Um Último Compasso de Amor: O Legado de Papa Francisco Sobre Casamento e Esperança
Em prefácio inédito, Francisco mistura tango, fé e realidade para reafirmar o amor como compromisso sagrado
Nos dias que seguiram sua morte, Papa Francisco foi lembrado de muitas formas: reformador, outsider, influenciador, modernizador. E ele foi mesmo um pouco de tudo isso. Mas, acima de qualquer título, foi o guardião de uma das instituições mais antigas do Ocidente, a Igreja Católica — ainda que com seu próprio jeito de fazer isso.
Essa essência aparece claramente em um de seus últimos textos, revelado agora pelo The New York Times. Trata-se de um prefácio escrito para um livro da Fundação YOUCAT — organização apoiada pelo Vaticano que traduz a doutrina católica para uma linguagem jovem e acessível, espalhada em 70 idiomas pelo mundo. O foco do livro é o amor e o casamento, e no prefácio, Francisco reafirma o que a Igreja defende: que o casamento é um laço sagrado, celebrado entre um homem e uma mulher.
Embora não tenha alterado nenhuma regra fundamental, o papa mais latino-americano que o mundo já conheceu deixa no texto sua marca registrada: a habilidade de tocar corações com simplicidade e sensibilidade.
Um tango chamado amor
Logo de início, Francisco entrega o tom: “Na minha terra natal, a Argentina, existe uma dança que amo profundamente: o tango”, escreve ele. Para ele, o tango — com toda sua disciplina e dignidade — é uma metáfora perfeita para o casamento. Um compromisso onde dois corpos e duas almas aprendem a caminhar juntos, em sintonia e respeito.
“Fico emocionado ao ver jovens se amando e tendo a coragem de transformar esse amor em algo grandioso: ‘Quero te amar até que a morte nos separe’. Que promessa extraordinária!”, escreveu. Assim, com charme e humanidade, Francisco reafirma a visão da Igreja sobre o casamento como um compromisso absoluto, sem resvalar para a dureza ou o moralismo.
O papa sempre teve um dom especial para se comunicar, recorrendo a metáforas, parábolas e até humor, muito ao estilo das histórias contadas por Jesus. Não é à toa que ele dizia que um bom padre precisava “cheirar a ovelhas” ou que a Igreja devia ser como um “hospital de campanha”, acolhendo quem mais sofre.
Entre a esperança e a dureza da vida
Francisco foi o papa que não desviou o olhar das realidades duras da vida: pobreza, doença, exclusão. Lavou os pés de presos, telefonou para desabrigados na Faixa de Gaza. Era, como muitos o chamaram, “o papa do povo”.
No prefácio, ele não idealiza o casamento: encara de frente a estatística amarga dos divórcios. “Quantos casamentos hoje falham após três, cinco, sete anos?”, questiona. E vai além: “Talvez até seus pais tenham começado com essa coragem, mas não conseguiram levar adiante.”
Essa capacidade de encarar a vida como ela é — sem dourar a pílula — foi uma das marcas de seu papado. Francisco entendeu que nem sempre os fiéis conseguiam seguir os rígidos mandamentos da Igreja sobre casamento, celibato ou relacionamentos homoafetivos. E tentou, dentro dos limites, tornar a Igreja um espaço mais acolhedor.
Logo no início de seu pontificado, celebrou o casamento de 20 casais, muitos dos quais já viviam juntos ou tinham filhos. Em 2016, abriu brechas para que católicos divorciados e recasados pudessem receber a comunhão. Em 2023, autorizou a bênção para casais do mesmo sexo.

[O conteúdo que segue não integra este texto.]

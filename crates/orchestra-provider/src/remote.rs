//! Remote HTTP providers
//!
//! Both the hosted router and the local daemon speak the same
//! OpenAI-compatible JSON contract (`POST /chat/completions`, `GET /models`);
//! they differ in credentials and cost. HTTP outcomes are mapped onto the
//! shared error taxonomy so the orchestrator can decide on retries:
//! - 401/403 and a missing API key: `Configuration`, never retried
//! - 429 and 5xx: `Inference`, retried
//! - connect failures: `Network`, retried
//! - client timeouts: `Timeout`, retried
//! - other 4xx: `Rejected`, not retried

use crate::counters::ProviderCounters;
use crate::provider::Provider;
use async_trait::async_trait;
use chrono::Utc;
use orchestra_core::{
    CompletionRequest, CompletionResponse, OrchestraError, ProviderCapabilities, ProviderKind,
    ProviderMetrics, ProviderStatus, RemoteProviderConfig, Result,
};
use reqwest::StatusCode;
use serde::{Deserialize, Serialize};
use std::time::Duration;

/// Longest error body excerpt kept in messages
const MAX_ERROR_BODY: usize = 200;

#[derive(Debug, Serialize)]
struct ChatRequest<'a> {
    model: &'a str,
    messages: [ChatMessage<'a>; 1],
    max_tokens: u32,
    temperature: f32,
}

#[derive(Debug, Serialize)]
struct ChatMessage<'a> {
    role: &'static str,
    content: &'a str,
}

#[derive(Debug, Deserialize)]
struct ChatResponse {
    #[serde(default)]
    model: Option<String>,
    #[serde(default)]
    choices: Vec<ChatChoice>,
    #[serde(default)]
    usage: Option<ChatUsage>,
}

#[derive(Debug, Deserialize)]
struct ChatChoice {
    message: ChatReply,
}

#[derive(Debug, Deserialize)]
struct ChatReply {
    #[serde(default)]
    content: Option<String>,
}

#[derive(Debug, Deserialize)]
struct ChatUsage {
    #[serde(default)]
    total_tokens: u32,
}

#[derive(Debug, Deserialize)]
struct ModelList {
    #[serde(default)]
    data: Vec<ModelEntry>,
}

#[derive(Debug, Deserialize)]
struct ModelEntry {
    id: String,
}

/// Provider speaking to a remote completion API
#[derive(Debug)]
pub struct RemoteProvider {
    kind: ProviderKind,
    config: RemoteProviderConfig,
    client: reqwest::Client,
    counters: ProviderCounters,
}

impl RemoteProvider {
    /// Hosted router; requests fail with `Configuration` until an API key is set
    ///
    /// # Errors
    /// - `OrchestraError::Configuration` if the HTTP client cannot be built
    pub fn router(config: RemoteProviderConfig) -> Result<Self> {
        Self::new(ProviderKind::Router, config)
    }

    /// Local inference daemon; no credentials required
    ///
    /// # Errors
    /// - `OrchestraError::Configuration` if the HTTP client cannot be built
    pub fn daemon(config: RemoteProviderConfig) -> Result<Self> {
        Self::new(ProviderKind::Daemon, config)
    }

    fn new(kind: ProviderKind, config: RemoteProviderConfig) -> Result<Self> {
        let client = reqwest::Client::builder()
            .timeout(config.timeout())
            .build()
            .map_err(|e| OrchestraError::Configuration(format!("http client: {e}")))?;
        Ok(Self {
            kind,
            counters: ProviderCounters::new(config.id.clone()),
            config,
            client,
        })
    }

    fn url(&self, path: &str) -> String {
        format!("{}/{}", self.config.base_url.trim_end_matches('/'), path)
    }

    fn api_key(&self) -> Result<Option<&str>> {
        let key = self
            .config
            .api_key
            .as_deref()
            .filter(|k| !k.trim().is_empty());
        match (self.kind, key) {
            (ProviderKind::Router, None) => Err(OrchestraError::Configuration(format!(
                "provider {} requires an API key",
                self.config.id
            ))),
            (_, key) => Ok(key),
        }
    }

    fn authorize(&self, mut builder: reqwest::RequestBuilder) -> Result<reqwest::RequestBuilder> {
        if let Some(key) = self.api_key()? {
            builder = builder.bearer_auth(key);
        }
        if let Some(referer) = &self.config.referer {
            builder = builder.header("HTTP-Referer", referer);
        }
        if let Some(app) = &self.config.app_name {
            builder = builder.header("X-Title", app);
        }
        Ok(builder)
    }

    #[allow(clippy::cast_precision_loss)]
    fn estimate_cost(&self, tokens: u32) -> f64 {
        f64::from(tokens) / 1000.0 * self.config.cost_per_1k_tokens
    }

    async fn send(&self, model: &str, request: &CompletionRequest) -> Result<(String, u32, String)> {
        let body = ChatRequest {
            model,
            messages: [ChatMessage {
                role: "user",
                content: &request.prompt,
            }],
            max_tokens: request.max_tokens,
            temperature: request.temperature,
        };
        let builder = self.authorize(self.client.post(self.url("chat/completions")))?;
        let response = builder
            .json(&body)
            .send()
            .await
            .map_err(|e| map_transport_error(&e, self.config.timeout()))?;

        let status = response.status();
        if !status.is_success() {
            let text = response.text().await.unwrap_or_default();
            return Err(classify_status(status, &text));
        }

        let parsed: ChatResponse = response
            .json()
            .await
            .map_err(|e| OrchestraError::Inference(format!("malformed completion: {e}")))?;
        let text = parsed
            .choices
            .into_iter()
            .find_map(|c| c.message.content)
            .ok_or_else(|| OrchestraError::Inference("completion had no choices".to_string()))?;
        let tokens = parsed.usage.map_or(0, |u| u.total_tokens);
        let served_by = parsed.model.unwrap_or_else(|| model.to_string());
        Ok((text, tokens, served_by))
    }
}

#[async_trait]
impl Provider for RemoteProvider {
    fn id(&self) -> &str {
        &self.config.id
    }

    fn kind(&self) -> ProviderKind {
        self.kind
    }

    fn is_available(&self) -> bool {
        self.config.enabled && self.api_key().is_ok()
    }

    async fn list_models(&self) -> Result<Vec<String>> {
        let builder = self.authorize(self.client.get(self.url("models")))?;
        let response = builder
            .send()
            .await
            .map_err(|e| map_transport_error(&e, self.config.timeout()))?;
        let status = response.status();
        if !status.is_success() {
            let text = response.text().await.unwrap_or_default();
            return Err(classify_status(status, &text));
        }
        let list: ModelList = response
            .json()
            .await
            .map_err(|e| OrchestraError::Inference(format!("malformed model list: {e}")))?;
        Ok(list.data.into_iter().map(|m| m.id).collect())
    }

    async fn test_connection(&self) -> bool {
        match self.list_models().await {
            Ok(models) => {
                tracing::debug!("{} reachable, {} model(s)", self.config.id, models.len());
                true
            }
            Err(e) => {
                tracing::warn!("{} connection test failed: {}", self.config.id, e);
                false
            }
        }
    }

    async fn execute_completion(&self, request: &CompletionRequest) -> Result<CompletionResponse> {
        let model = request
            .model
            .clone()
            .unwrap_or_else(|| self.config.default_model.clone());
        let tracker = self.counters.track(model.as_str());

        match self.send(&model, request).await {
            Ok((text, tokens, served_by)) => {
                let cost = self.estimate_cost(tokens);
                let elapsed = tracker.succeed(cost);
                Ok(CompletionResponse {
                    text,
                    tokens_used: tokens,
                    cost_estimate: cost,
                    latency_ms: millis(elapsed),
                    provider: self.config.id.clone(),
                    model: served_by,
                    cached: false,
                })
            }
            Err(e) => {
                tracing::warn!("{} completion failed: {}", self.config.id, e);
                tracker.fail();
                Err(e)
            }
        }
    }

    fn capabilities(&self) -> ProviderCapabilities {
        match self.kind {
            ProviderKind::Router => ProviderCapabilities {
                streaming: true,
                function_calling: true,
                vision: true,
                max_context: 128_000,
                formats: vec!["chat".to_string()],
            },
            _ => ProviderCapabilities {
                streaming: true,
                function_calling: false,
                vision: false,
                max_context: 8_192,
                formats: vec!["gguf".to_string()],
            },
        }
    }

    fn status(&self) -> ProviderStatus {
        let available = self.is_available();
        let message = match self.api_key() {
            Err(e) => e.to_string(),
            Ok(_) if !self.config.enabled => "disabled".to_string(),
            Ok(_) => format!(
                "{} requests, success rate {:.0}%",
                self.counters.total_requests(),
                self.counters.success_rate() * 100.0
            ),
        };
        ProviderStatus {
            available,
            healthy: self.counters.is_healthy(),
            message,
            last_request_at: self.counters.last_request_at(),
            avg_latency_ms: self.counters.avg_latency_ms(),
            checked_at: Utc::now(),
        }
    }

    fn metrics(&self) -> ProviderMetrics {
        self.counters.snapshot()
    }
}

/// Map an HTTP error status onto the error taxonomy
#[must_use]
pub fn classify_status(status: StatusCode, body: &str) -> OrchestraError {
    let excerpt: String = body.chars().take(MAX_ERROR_BODY).collect();
    let detail = format!("HTTP {}: {}", status.as_u16(), excerpt.trim());
    match status {
        StatusCode::UNAUTHORIZED | StatusCode::FORBIDDEN => {
            OrchestraError::Configuration(format!("authentication failed, {detail}"))
        }
        StatusCode::TOO_MANY_REQUESTS => OrchestraError::Inference(format!("rate limited, {detail}")),
        s if s.is_server_error() => OrchestraError::Inference(format!("server error, {detail}")),
        _ => OrchestraError::Rejected(detail),
    }
}

#[allow(clippy::cast_possible_truncation)]
fn map_transport_error(error: &reqwest::Error, timeout: Duration) -> OrchestraError {
    if error.is_timeout() {
        OrchestraError::Timeout {
            duration_ms: timeout.as_millis() as u64,
        }
    } else {
        OrchestraError::Network(error.to_string())
    }
}

#[allow(clippy::cast_possible_truncation)]
fn millis(d: Duration) -> u64 {
    d.as_millis().min(u128::from(u64::MAX)) as u64
}

#[cfg(test)]
mod tests {
    use super::*;
    use orchestra_core::ErrorKind;

    #[test]
    fn status_classification() {
        let kind = |code: u16| classify_status(StatusCode::from_u16(code).unwrap(), "x").kind();
        assert_eq!(kind(401), ErrorKind::Configuration);
        assert_eq!(kind(403), ErrorKind::Configuration);
        assert_eq!(kind(429), ErrorKind::Inference);
        assert_eq!(kind(500), ErrorKind::Inference);
        assert_eq!(kind(503), ErrorKind::Inference);
        assert_eq!(kind(400), ErrorKind::Rejected);
        assert_eq!(kind(404), ErrorKind::Rejected);
    }

    #[test]
    fn error_body_is_truncated() {
        let body = "y".repeat(1000);
        let msg = classify_status(StatusCode::BAD_REQUEST, &body).to_string();
        assert!(msg.len() < 300);
    }

    #[tokio::test]
    async fn router_without_key_fails_fast() {
        let provider = RemoteProvider::router(RemoteProviderConfig::router()).unwrap();
        assert!(!provider.is_available());

        let err = provider
            .execute_completion(&CompletionRequest::new("hi"))
            .await
            .unwrap_err();

        assert!(matches!(err, OrchestraError::Configuration(_)));
        assert!(!err.is_retryable());
        assert_eq!(provider.metrics().failed_requests, 1);
        assert!(provider.status().message.contains("API key"));
    }

    #[test]
    fn daemon_needs_no_key() {
        let mut config = RemoteProviderConfig::daemon();
        config.enabled = true;
        let provider = RemoteProvider::daemon(config).unwrap();
        assert!(provider.is_available());
        assert_eq!(provider.kind(), ProviderKind::Daemon);
        assert_eq!(provider.url("models"), "http://localhost:11434/v1/models");
    }

    #[test]
    fn cost_estimate_uses_rate() {
        let mut config = RemoteProviderConfig::router();
        config.cost_per_1k_tokens = 2.0;
        let provider = RemoteProvider::router(config).unwrap();
        assert!((provider.estimate_cost(500) - 1.0).abs() < f64::EPSILON);
    }
}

Cada uma dessas atitudes é como uma linha bordada neste último prefácio — e na história de seu papado.
Um legado de fé no amor
Agora, com Francisco partindo, o prefácio que deveria ser publicado no novo livro da Fundação YOUCAT ficará como testemunho de seu olhar para o amor e para a vida.
Na carta, Francisco ecoa sua exortação apostólica de 2016, Amoris Laetitia, onde chamou a Igreja a ser mais próxima e humana. Ele também reforça a ideia de criar programas que preparem jovens para o casamento, como se prepara alguém para uma missão.
“Confiem no amor. Confiem em Deus. Confiem que vocês são capazes de viver uma aventura de amor que dure para sempre”, pede Francisco. “O amor quer ser eterno; amor com prazo de validade não é amor.”
E, no seu último sopro de humanidade, Francisco relembra que todo ser humano carrega o desejo de ser aceito sem reservas — e que quem não vive essa experiência pode carregar uma ferida invisível pela vida toda.
No fim, ele deixa um recado que é mais do que doutrina: é vida, é alma, é tango.